Collaborative SNARKs

In this document we list some literature for collaborative SNARKs.

Experimenting with Collaborative zk-SNARKs: Zero-Knowledge Proofs for Distributed Secrets

This is the first paper1 in this space. It experiments with the feasibility of evaluating SNARKs in MPC and implements Groth162 and Plonk3 using SPDZ4 and GSZ5 (maliciously secure variants of additive secret sharing and Shamir secret sharing respectively).

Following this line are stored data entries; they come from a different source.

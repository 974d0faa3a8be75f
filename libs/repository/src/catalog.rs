use std::sync::Arc;

use tokio::sync::RwLock;

/// An ordered, in-memory collection of one record kind.
///
/// Clones share the same underlying sequence.
#[derive(Clone, Debug, Default)]
pub struct Catalog<T> {
    records: Arc<RwLock<Vec<T>>>,
}

impl<T: Clone> Catalog<T> {
    pub fn new(records: Vec<T>) -> Self {
        Self {
            records: Arc::new(RwLock::new(records)),
        }
    }

    pub async fn snapshot(&self) -> Vec<T> {
        self.records.read().await.clone()
    }

    pub async fn len(&self) -> usize {
        self.records.read().await.len()
    }

    pub async fn find<P>(&self, predicate: P) -> Option<T>
    where
        P: Fn(&T) -> bool,
    {
        self.records
            .read()
            .await
            .iter()
            .find(|record| predicate(*record))
            .cloned()
    }

    /// Puts `record` at the head and returns the new length.
    pub async fn prepend(&self, record: T) -> usize {
        let mut records = self.records.write().await;
        records.insert(0, record);
        records.len()
    }
}
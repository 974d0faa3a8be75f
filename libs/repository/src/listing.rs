use entity::prelude::*;

use crate::{
    catalog::Catalog,
    query::{self, Facet, Record, Selection},
};

#[derive(Clone, Debug)]
pub struct ListingRepository {
    catalog: Catalog<ListingEntity>,
}

impl ListingRepository {
    pub fn new(records: Vec<ListingEntity>) -> Self {
        Self {
            catalog: Catalog::new(records),
        }
    }
}

impl Record for ListingEntity {
    fn search_fields(&self) -> Vec<&str> {
        vec![self.title.as_str(), self.organization.as_str()]
    }

    fn facet(&self, facet: Facet) -> Option<&str> {
        match facet {
            Facet::Category => Some(self.category.as_str()),
            Facet::Status => Some(self.status.as_ref()),
            Facet::Location => Some(self.location.as_str()),
        }
    }
}

impl ListingRepository {
    pub async fn find(&self, selection: &Selection) -> Vec<ListingEntity> {
        query::filter(&self.catalog.snapshot().await, selection)
    }
}

#[cfg(test)]
mod test {
    use super::*;
    use crate::fixtures;

    #[tokio::test]
    async fn test_find_combines_every_selector() {
        // Arrange
        let repo = ListingRepository::new(fixtures::listings());
        let selection = Selection::new()
            .location("강남")
            .category("뷰티/화장품")
            .status("open");

        // Act
        let found = repo.find(&selection).await;

        // Assert
        assert_eq!(found.len(), 1);
        assert_eq!(found[0].organization, "강남구청");
    }

    #[tokio::test]
    async fn test_find_upcoming() {
        let repo = ListingRepository::new(fixtures::listings());

        let found = repo.find(&Selection::new().status("upcoming")).await;

        assert_eq!(found.len(), 1);
        assert_eq!(found[0].id, "3");
    }
}
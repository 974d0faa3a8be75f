use serde::Deserialize;
use utoipa::ToSchema;

#[derive(Deserialize, ToSchema)]
pub struct LoginReq {
    pub email: String,
    pub password: String,
    /// `seller` or `organization`; blank means seller.
    pub user_type: Option<String>,
}

#[derive(Default, Deserialize, ToSchema)]
#[serde(default)]
pub struct RegisterReq {
    pub user_type: Option<String>,
    pub email: String,
    pub password: String,
    pub confirm_password: String,
    pub name: String,
    pub phone: String,
    pub address: String,
    pub business_type: String,
    pub description: String,
    pub agree_terms: bool,
    pub agree_privacy: bool,
    pub agree_marketing: bool,
}
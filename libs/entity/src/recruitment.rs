use serde::{Deserialize, Serialize};

/// A recruitment as the owning organization manages it.
#[derive(Debug, Default, PartialEq, Clone, Serialize, Deserialize)]
pub struct Recruitment {
    pub id: String,
    pub title: String,
    pub location: String,
    pub period: String,
    pub deadline: String,
    pub category: String,
    pub description: String,
    pub requirements: Vec<String>,
    pub benefits: Vec<String>,
    pub status: RecruitmentStatus,
    pub applicants: u32,
    pub max_applicants: u32,
    pub created_date: String,
    pub view_count: u32,
}

#[derive(
    Debug,
    Default,
    PartialEq,
    Eq,
    Clone,
    Copy,
    Serialize,
    Deserialize,
    strum::EnumIter,
    strum::EnumString,
    strum::AsRefStr,
    strum::Display,
)]
#[serde(rename_all = "lowercase")]
#[strum(serialize_all = "lowercase")]
pub enum RecruitmentStatus {
    #[default]
    Active,
    Closed,
    Draft,
}

impl RecruitmentStatus {
    pub fn label(self) -> &'static str {
        match self {
            RecruitmentStatus::Active => "모집중",
            RecruitmentStatus::Closed => "마감",
            RecruitmentStatus::Draft => "임시저장",
        }
    }
}
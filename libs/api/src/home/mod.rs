use axum::{extract::State, Extension, Json};
use entity::prelude::*;
use repository::query::Selection;

use crate::{user::response::SessionResp, ApiState};

use self::response::{HomeResp, ViewResp};

pub mod response;

const VIEWS: &[(&str, &str, bool)] = &[
    ("/opportunities", "팝업 기회", false),
    ("/qna", "Q&A", false),
    ("/community", "커뮤니티", false),
    ("/applications", "신청 현황", true),
    ("/seller", "셀러 대시보드", true),
    ("/organization", "기관 대시보드", true),
];

/// Home
#[utoipa::path(
    get,
    path = "/",
    responses(
        (status = 200, description = "Views and headline counts", body = HomeResp)
    )
)]
pub async fn get_home(
    Extension(session): Extension<Session>,
    State(state): State<ApiState>,
) -> Json<HomeResp> {
    let active = Selection::new().status(OpportunityStatus::Active.as_ref());
    let active_opportunities = state.repo.opportunity.find(&active).await.len();

    Json(HomeResp {
        session: SessionResp::from(session),
        views: VIEWS
            .iter()
            .map(|(path, name, protected)| ViewResp {
                path: path.to_string(),
                name: name.to_string(),
                protected: *protected,
            })
            .collect(),
        active_opportunities,
        questions: state.repo.question.len().await,
        posts: state.repo.post.len().await,
    })
}
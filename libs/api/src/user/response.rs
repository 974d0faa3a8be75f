use entity::prelude::*;
use serde::Serialize;
use utoipa::ToSchema;

#[derive(Serialize, ToSchema)]
pub struct UserResp {
    pub id: String,
    pub name: String,
    pub email: String,
    pub user_type: String,
    pub profile_image: Option<String>,
}

impl From<User> for UserResp {
    fn from(user: User) -> Self {
        Self {
            id: user.id,
            name: user.name,
            email: user.email,
            user_type: user.user_type.to_string(),
            profile_image: user.profile_image,
        }
    }
}

#[derive(Serialize, ToSchema)]
pub struct LoginResp {
    pub token: String,
    pub user: UserResp,
    /// Dashboard for the account type.
    pub redirect: String,
}

#[derive(Serialize, ToSchema)]
pub struct RegisterResp {
    pub message: String,
    pub redirect: String,
}

#[derive(Serialize, ToSchema)]
pub struct SessionResp {
    /// `anonymous` or `authenticated`
    pub kind: String,
    pub user: Option<UserResp>,
}

impl From<Session> for SessionResp {
    fn from(session: Session) -> Self {
        match session {
            Session::Anonymous => Self {
                kind: "anonymous".to_string(),
                user: None,
            },
            Session::Authenticated(user) => Self {
                kind: "authenticated".to_string(),
                user: Some(UserResp::from(user)),
            },
        }
    }
}
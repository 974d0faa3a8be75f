use chrono::{DateTime, Utc};
use entity::{category, prelude::*};
use tracing::info;

use crate::{
    catalog::Catalog,
    form::{self, FormKind, PostForm},
    query::{self, Dated, Facet, Ranked, Record, Selection},
    RepositoryError, Response,
};

#[derive(Clone, Debug)]
pub struct PostRepository {
    catalog: Catalog<PostEntity>,
}

impl PostRepository {
    pub fn new(records: Vec<PostEntity>) -> Self {
        Self {
            catalog: Catalog::new(records),
        }
    }
}

impl Record for PostEntity {
    fn search_fields(&self) -> Vec<&str> {
        vec![self.title.as_str(), self.content.as_str()]
    }

    fn facet(&self, facet: Facet) -> Option<&str> {
        match facet {
            Facet::Category => Some(self.category.as_str()),
            Facet::Status | Facet::Location => None,
        }
    }
}

impl Ranked for PostEntity {
    fn popularity(&self) -> f64 {
        query::popularity_score(self.like_count, self.comment_count, self.view_count)
    }
}

impl Dated for PostEntity {
    fn created_at(&self) -> &str {
        &self.created_at
    }

    fn pinned(&self) -> bool {
        self.pinned
    }
}

impl PostRepository {
    /// Filtered posts, pinned first and newest first.
    pub async fn find(&self, selection: &Selection) -> Vec<PostEntity> {
        let posts = query::filter(&self.catalog.snapshot().await, selection);
        query::pinned_first(&posts)
    }

    /// Most popular posts that are not pinned.
    pub async fn trending(&self, limit: usize) -> Vec<PostEntity> {
        let posts: Vec<_> = self
            .catalog
            .snapshot()
            .await
            .into_iter()
            .filter(|post| !post.pinned)
            .collect();
        query::top_by_popularity(&posts, limit)
    }

    pub async fn len(&self) -> usize {
        self.catalog.len().await
    }

    pub async fn create(
        &self,
        form: PostForm,
        author: Author,
    ) -> Response<PostEntity> {
        let post = build(form, author, Utc::now())?;
        let len = self.catalog.prepend(post.clone()).await;

        info!(task = "create post", id = %post.id, len);

        Ok(post)
    }
}

fn build(
    form: PostForm,
    author: Author,
    now: DateTime<Utc>,
) -> Response<PostEntity> {
    form::require(
        FormKind::Post,
        &[
            ("title", form.title.as_str()),
            ("content", form.content.as_str()),
            ("category", form.category.as_str()),
        ],
    )?;
    form::require_category(category::POST, &form.category)?;
    if form.category.trim() == category::POST_RESERVED {
        return Err(RepositoryError::UnknownCategory(
            category::POST_RESERVED.to_string(),
        ));
    }

    Ok(PostEntity {
        id: form::timestamp_id(now),
        title: form.title.trim().to_string(),
        content: form.content.trim().to_string(),
        category: form.category.trim().to_string(),
        author,
        created_at: form::date_label(now),
        like_count: 0,
        comment_count: 0,
        view_count: 0,
        pinned: false,
        tags: form::parse_tags(&form.tags),
    })
}
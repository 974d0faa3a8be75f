use entity::prelude::*;
use serde::Serialize;
use utoipa::ToSchema;

use crate::{user::response::UserResp, util::response::StatsResp};

#[derive(Serialize, ToSchema)]
pub struct RecruitmentResp {
    pub id: String,
    pub title: String,
    pub location: String,
    pub period: String,
    pub deadline: String,
    pub category: String,
    pub description: String,
    pub requirements: Vec<String>,
    pub benefits: Vec<String>,
    pub status: String,
    pub status_label: String,
    pub applicants: u32,
    pub max_applicants: u32,
    pub created_date: String,
    pub view_count: u32,
}

impl From<RecruitmentEntity> for RecruitmentResp {
    fn from(recruitment: RecruitmentEntity) -> Self {
        Self {
            status: recruitment.status.to_string(),
            status_label: recruitment.status.label().to_string(),
            id: recruitment.id,
            title: recruitment.title,
            location: recruitment.location,
            period: recruitment.period,
            deadline: recruitment.deadline,
            category: recruitment.category,
            description: recruitment.description,
            requirements: recruitment.requirements,
            benefits: recruitment.benefits,
            applicants: recruitment.applicants,
            max_applicants: recruitment.max_applicants,
            created_date: recruitment.created_date,
            view_count: recruitment.view_count,
        }
    }
}

#[derive(Serialize, ToSchema)]
pub struct ApplicantResp {
    pub id: String,
    pub name: String,
    pub category: String,
    pub applied_date: String,
    pub status: String,
    pub status_label: String,
    pub rating: f64,
    pub description: String,
    pub experience: String,
    pub recruitment_title: String,
}

impl From<ApplicantEntity> for ApplicantResp {
    fn from(applicant: ApplicantEntity) -> Self {
        Self {
            status: applicant.status.to_string(),
            status_label: applicant.status.label().to_string(),
            id: applicant.id,
            name: applicant.name,
            category: applicant.category,
            applied_date: applicant.applied_date,
            rating: applicant.rating,
            description: applicant.description,
            experience: applicant.experience,
            recruitment_title: applicant.recruitment_title,
        }
    }
}

#[derive(Serialize, ToSchema)]
pub struct OrganizationDashboardResp {
    pub user: UserResp,
    pub recruitments: Vec<RecruitmentResp>,
    pub applicants: Vec<ApplicantResp>,
    pub recruitment_stats: StatsResp,
    pub applicant_stats: StatsResp,
    pub categories: Vec<String>,
}

#[derive(Serialize, ToSchema)]
pub struct CreateRecruitmentResp {
    pub message: String,
    pub recruitment: RecruitmentResp,
}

EOS: efficient private delegation of zkSNARK provers

This paper6 uses a delegator to speed up MPC computations and investigates using the SNARK as error-detecting computation to implement cheaper malicious security.

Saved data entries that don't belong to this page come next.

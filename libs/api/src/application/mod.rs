use axum::{
    extract::{Query, State},
    Json,
};
use entity::prelude::*;
use repository::query::{self, Selection};

use crate::{util::response::StatsResp, ApiState};

use self::{
    request::GetApplicationsParam,
    response::{ApplicationResp, GetApplicationsResp},
};

pub mod request;
pub mod response;

/// My applications
#[utoipa::path(
    get,
    path = "/applications",
    params(GetApplicationsParam),
    responses(
        (status = 200, description = "Filtered applications with status counts", body = GetApplicationsResp),
        (status = 303, description = "Not signed in")
    )
)]
pub async fn get_applications(
    State(state): State<ApiState>,
    Query(param): Query<GetApplicationsParam>,
) -> Json<GetApplicationsResp> {
    let selection = Selection::new()
        .search(param.search.unwrap_or_default())
        .status(param.status.unwrap_or_default())
        .category(param.category.unwrap_or_default());

    let applications = state.repo.application.find(&selection).await;
    let total = applications.len();
    let applications = query::paginate(
        applications,
        param.pagination.offset,
        param.pagination.limit,
    );
    let stats = state.repo.application.stats().await;

    Json(GetApplicationsResp {
        applications: applications
            .into_iter()
            .map(ApplicationResp::from)
            .collect(),
        total,
        stats: StatsResp::new(stats, ApplicationStatus::label),
    })
}
use std::path::{Path, PathBuf};

use anyhow::Context;
use serde::Deserialize;
use tracing::{info, warn};

pub const CONFIG_ENV: &str = "POPUP_CONFIG";
pub const DEFAULT_CONFIG: &str = "Config.toml";

#[derive(Debug, Default, Clone, PartialEq, Deserialize)]
#[serde(default)]
pub struct Config {
    pub server: Server,
    pub cors: Cors,
}

#[derive(Debug, Clone, PartialEq, Deserialize)]
#[serde(default)]
pub struct Server {
    pub host: String,
    pub port: u16,
}

impl Default for Server {
    fn default() -> Self {
        Self {
            host: "0.0.0.0".to_string(),
            port: 8000,
        }
    }
}

#[derive(Debug, Clone, PartialEq, Deserialize)]
#[serde(default)]
pub struct Cors {
    pub origins: Vec<String>,
}

impl Default for Cors {
    fn default() -> Self {
        Self {
            origins: vec!["http://localhost:3000".to_string()],
        }
    }
}

/// `$POPUP_CONFIG` when set, `Config.toml` otherwise.
pub fn config_path() -> PathBuf {
    std::env::var(CONFIG_ENV)
        .map(PathBuf::from)
        .unwrap_or_else(|_| PathBuf::from(DEFAULT_CONFIG))
}

/// Reads a TOML config. A missing file yields the defaults.
pub fn load_config(path: impl AsRef<Path>) -> anyhow::Result<Config> {
    let path = path.as_ref();
    if !path.exists() {
        warn!(
            task = "load config",
            path = %path.display(),
            "config file not found, using defaults"
        );
        return Ok(Config::default());
    }

    let config = std::fs::read_to_string(path)
        .with_context(|| format!("failed to read {}", path.display()))?;
    let config = toml::from_str::<Config>(&config)
        .with_context(|| format!("failed to parse {}", path.display()))?;

    info!(task = "load config", path = %path.display());

    Ok(config)
}
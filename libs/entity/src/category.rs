//! Fixed category sets offered by each view's category selector.

/// Categories on the public opportunity catalog.
pub const OPPORTUNITY: &[&str] = &["패션", "뷰티", "라이프스타일", "푸드", "기타"];

/// Business categories shared by sellers, applications and recruitments.
pub const BUSINESS: &[&str] = &[
    "패션/의류",
    "뷰티/화장품",
    "액세서리",
    "홈리빙",
    "식품/음료",
    "문구/팬시",
    "아트/공예",
];

pub const QUESTION: &[&str] = &[
    "운영 관련",
    "비용 관련",
    "마케팅",
    "기관 관련",
    "계약/법률",
    "기술적 문제",
    "일반 질문",
];

pub const POST: &[&str] = &[
    "공지사항",
    "성공 사례",
    "경험 공유",
    "노하우 공유",
    "마케팅",
    "질문/문의",
    "자유 게시판",
];

/// Notices are posted by operators only, so they are not offered when writing.
pub const POST_RESERVED: &str = "공지사항";

pub const LOCATIONS: &[&str] =
    &["홍대", "강남", "이태원", "명동", "건대", "잠실", "신촌", "압구정"];

pub fn contains(categories: &[&str], category: &str) -> bool {
    categories.iter().any(|c| *c == category)
}
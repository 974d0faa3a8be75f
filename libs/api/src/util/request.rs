use serde::Deserialize;
use serde_with::{serde_as, DisplayFromStr};
use utoipa::{IntoParams, ToSchema};

/// `?limit=&offset=` over a view's list. Both are optional.
#[serde_as]
#[derive(Debug, Default, Deserialize, ToSchema, IntoParams)]
#[into_params(parameter_in = Query)]
pub struct Pagination {
    #[serde_as(as = "Option<DisplayFromStr>")]
    pub limit: Option<usize>,
    #[serde_as(as = "Option<DisplayFromStr>")]
    pub offset: Option<usize>,
}
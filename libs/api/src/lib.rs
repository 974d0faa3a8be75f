use axum::{
    http::{header, HeaderValue, Method},
    middleware,
    routing::{get, post},
    Json, Router,
};
use repository::Repository;
use tower_http::cors::CorsLayer;
use tracing::info;
use utoipa::OpenApi;

use crate::session::SessionStore;

pub mod application;
mod auth;
pub mod healthz;
pub mod home;
pub mod not_found;
pub mod opportunity;
pub mod organization;
pub mod post;
pub mod question;
mod response;
pub mod seller;
pub mod session;
pub mod user;
mod util;

pub use auth::bearer_token;

#[derive(Debug)]
pub enum ApiError {
    AuthError(String),
    ClientError(String),
    Forbidden(String),
    NotFound(String),
}

#[derive(Clone, Debug)]
pub struct ApiState {
    repo: Repository,
    sessions: SessionStore,
}

impl ApiState {
    pub fn new(repo: Repository) -> Self {
        Self {
            repo,
            sessions: SessionStore::default(),
        }
    }
}

#[derive(OpenApi)]
#[openapi(
    paths(
        home::get_home,
        user::login,
        user::logout,
        user::register,
        user::get_me,
        opportunity::get_opportunities,
        opportunity::apply,
        application::get_applications,
        question::get_questions,
        question::create_question,
        post::get_posts,
        post::create_post,
        seller::get_dashboard,
        organization::get_dashboard,
        organization::create_recruitment,
    ),
    components(schemas(
        user::request::LoginReq,
        user::request::RegisterReq,
        user::response::LoginResp,
        user::response::RegisterResp,
        user::response::SessionResp,
        user::response::UserResp,
        opportunity::request::ApplyReq,
        opportunity::response::GetOpportunitiesResp,
        opportunity::response::OpportunityResp,
        opportunity::response::ApplyResp,
        application::response::GetApplicationsResp,
        application::response::ApplicationResp,
        question::request::CreateQuestionReq,
        question::response::GetQuestionsResp,
        question::response::QuestionResp,
        question::response::CreateQuestionResp,
        post::request::CreatePostReq,
        post::response::GetPostsResp,
        post::response::PostResp,
        post::response::CreatePostResp,
        seller::response::SellerDashboardResp,
        seller::response::ListingResp,
        organization::request::CreateRecruitmentReq,
        organization::response::OrganizationDashboardResp,
        organization::response::RecruitmentResp,
        organization::response::ApplicantResp,
        organization::response::CreateRecruitmentResp,
        home::response::HomeResp,
        home::response::ViewResp,
        util::response::AuthorResp,
        util::response::StatsResp,
        util::response::StatusCountResp,
    )),
    tags((name = "popup-connector", description = "Popup store marketplace views"))
)]
pub struct ApiDoc;

pub fn serve(
    repository: Repository,
    config: &::util::Config,
) -> anyhow::Result<Router> {
    info!(task = "start api serving");

    let state = ApiState::new(repository);

    let origins = config
        .cors
        .origins
        .iter()
        .map(|origin| origin.parse::<HeaderValue>())
        .collect::<Result<Vec<_>, _>>()?;
    let cors = CorsLayer::new()
        .allow_origin(origins)
        .allow_methods([Method::GET, Method::POST])
        .allow_headers([header::AUTHORIZATION, header::CONTENT_TYPE]);

    // views that send anonymous visitors to /login
    let protected_router = Router::new()
        .route("/seller", get(seller::get_dashboard))
        .route("/organization", get(organization::get_dashboard))
        .route(
            "/organization/recruitments",
            post(organization::create_recruitment),
        )
        .route("/applications", get(application::get_applications))
        .route_layer(middleware::from_fn(auth::require_login))
        .with_state(state.clone());

    // opportunities
    let opportunity_router = Router::new()
        .route("/", get(opportunity::get_opportunities))
        .route(
            "/:id/apply",
            post(opportunity::apply)
                .route_layer(middleware::from_fn(auth::require_login)),
        )
        .fallback(not_found::get_404)
        .with_state(state.clone());

    // q&a
    let question_router = Router::new()
        .route(
            "/",
            get(question::get_questions).post(question::create_question),
        )
        .fallback(not_found::get_404)
        .with_state(state.clone());

    // community
    let post_router = Router::new()
        .route("/", get(post::get_posts).post(post::create_post))
        .fallback(not_found::get_404)
        .with_state(state.clone());

    // session
    let user_router = Router::new()
        .route("/", get(home::get_home))
        .route("/login", post(user::login))
        .route("/logout", post(user::logout))
        .route("/register", post(user::register))
        .route("/me", get(user::get_me))
        .with_state(state.clone());

    let router = Router::new()
        .route(
            "/api-docs/openapi.json",
            get(|| async { Json(ApiDoc::openapi()) }),
        )
        .route("/healthz", get(healthz::get_health))
        .merge(user_router)
        .merge(protected_router)
        .nest("/opportunities", opportunity_router)
        .nest("/qna", question_router)
        .nest("/community", post_router)
        .fallback(not_found::get_404)
        .layer(middleware::from_fn_with_state(
            state.clone(),
            auth::resolve_session,
        ))
        .layer(cors);

    Ok(router)
}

zkSaaS: Zero Knowledge SNARKs as a service

This paper7 uses packed secret sharing (PSS)8, i.e., a variant of Shamir secret sharing where multiple secrets are embedded into the same sharing polynomial, to speed up MPC computation. However, they encounter some problems with FFTs, since they cannot be implemented with the SIMD semantics of PSS naively.

Scalable Collaborative zk-SNARK: Fully Distributed Proof Generation and Malicious Security

This paper9 is a followup to zkSaaS which replaces the used SNARK with GKR10, which is better suited for PSS.

Scalable Collaborative zk-SNARK and Its Application to Efficient Proof Outsourcing

This paper11 is essentially an update version of "Scalable Collaborative zk-SNARK: Fully Distributed Proof Generation and Malicious Security", which includes semi-honest protocols for collaborative HyperPlonk12, additional optimization, and new experiments.

Confidential and Verifiable Machine Learning Delegations on the Cloud

This paper13 implements GKR in MPC using the well-known MP-SPDZ14 library. It focuses on efficient matrix multiplications, bit provides a generic construction as well.

How to prove any NP statement jointly? Efficient Distributed-prover Zero-Knowledge Protocols

This paper15 provides new security notions for distributed prover zero knowledge (DPZK) and provides a generic compiler to realize distributed proof generation for any zero-knowledge proof system build from the interactive oracle proofs (IOP) paradigm.